Lumboperitoneal shunt in idiopathic normal pressure hydrocephalus: a prospective controlled study.
Massimiliano Todisco, Marta Picascia, Patrizia Pisano, Roberta Zangaglia, Brigida Minafra, Paolo Vitali, Elisa Rognone, Anna Pichiecchio, Roberto Ceravolo, Nicola Vanacore, Alfonso Fasano, Claudio Pacchetti
Author Information
Massimiliano Todisco: Parkinson's Disease and Movement Disorders Unit, IRCCS Mondino Foundation, Via Mondino 2, 27100, Pavia, Italy. ORCID
Marta Picascia: Alzheimer's Disease Assessment Unit/Laboratory of Neuropsychology, IRCCS Mondino Foundation, Pavia, Italy.
Patrizia Pisano: Neurosurgery Unit, IRCCS San Matteo Foundation, Pavia, Italy.
Roberta Zangaglia: Parkinson's Disease and Movement Disorders Unit, IRCCS Mondino Foundation, Via Mondino 2, 27100, Pavia, Italy.
Brigida Minafra: Parkinson's Disease and Movement Disorders Unit, IRCCS Mondino Foundation, Via Mondino 2, 27100, Pavia, Italy.
Paolo Vitali: Neuroradiology Unit, IRCCS Mondino Foundation, Pavia, Italy.
Elisa Rognone: Neuroradiology Unit, IRCCS Mondino Foundation, Pavia, Italy.
Anna Pichiecchio: Neuroradiology Unit, IRCCS Mondino Foundation, Pavia, Italy.
Roberto Ceravolo: Unit of Neurology, Department of Clinical and Experimental Medicine, University of Pisa, Pisa, Italy.
Nicola Vanacore: National Centre for Disease Prevention and Health Promotion, National Institute of Health, Rome, Italy.
Alfonso Fasano: Morton and Gloria Shulman Movement Disorders Centre and the Edmond J. Safra Program in Parkinson's Disease, Toronto Western Hospital, University Health Network, Toronto, ON, Canada.
Claudio Pacchetti: Parkinson's Disease and Movement Disorders Unit, IRCCS Mondino Foundation, Via Mondino 2, 27100, Pavia, Italy. claudio.pacchetti@mondino.it.

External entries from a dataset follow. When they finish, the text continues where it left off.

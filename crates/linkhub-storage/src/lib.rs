//! # linkhub-storage
//!
//! Object storage collaborators for LinkHub: a pull-zone locator that turns
//! object paths into fetchable URLs, and an HTTP uploader for the storage
//! zone behind it.

pub mod paths;
pub mod providers;

pub use paths::{join_url, normalize_object_path, upload_key};
pub use providers::{BunnyStorageProvider, PullZone};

OBJECTIVE: In this prospective, controlled, monocentric study, we described the clinical and neuroimaging 12-month follow-up of two parallel cohorts of subjects with idiopathic normal pressure hydrocephalus (iNPH), who did or did not undergo lumboperitoneal shunt (LPS). METHODS: We recruited 78 iNPH patients. At baseline, subjects underwent clinical and neuropsychological assessments, 3 T magnetic resonance imaging (MRI), and tap test. After baseline, 44 patients (LPS group) opted for LPS implantation, whereas 34 subjects (control group) declined surgery. Both cohorts were then followed up for 12 months through scheduled clinical and neuropsychological evaluations every 6 months. 3 T MRI was repeated at 12-month follow-up. RESULTS: Gait, balance, and urinary continence improved in the LPS group, without significant influence on cognitive functions. Conversely, gait and urinary continence worsened in the control group. No preoperative MRI parameter was significant outcome predictor after LPS. Of relevance, in responders to LPS, we found postoperative reduction of periventricular white matter (PWM) hyperintensities, which were instead increased in the control group. CONCLUSIONS: LPS is safe and effective in iNPH. An early surgical treatment is desirable to prevent clinical worsening. Post-surgery decrease of PWM hyperintensities may be a useful MRI marker surrogate for clinical effectiveness of LPS.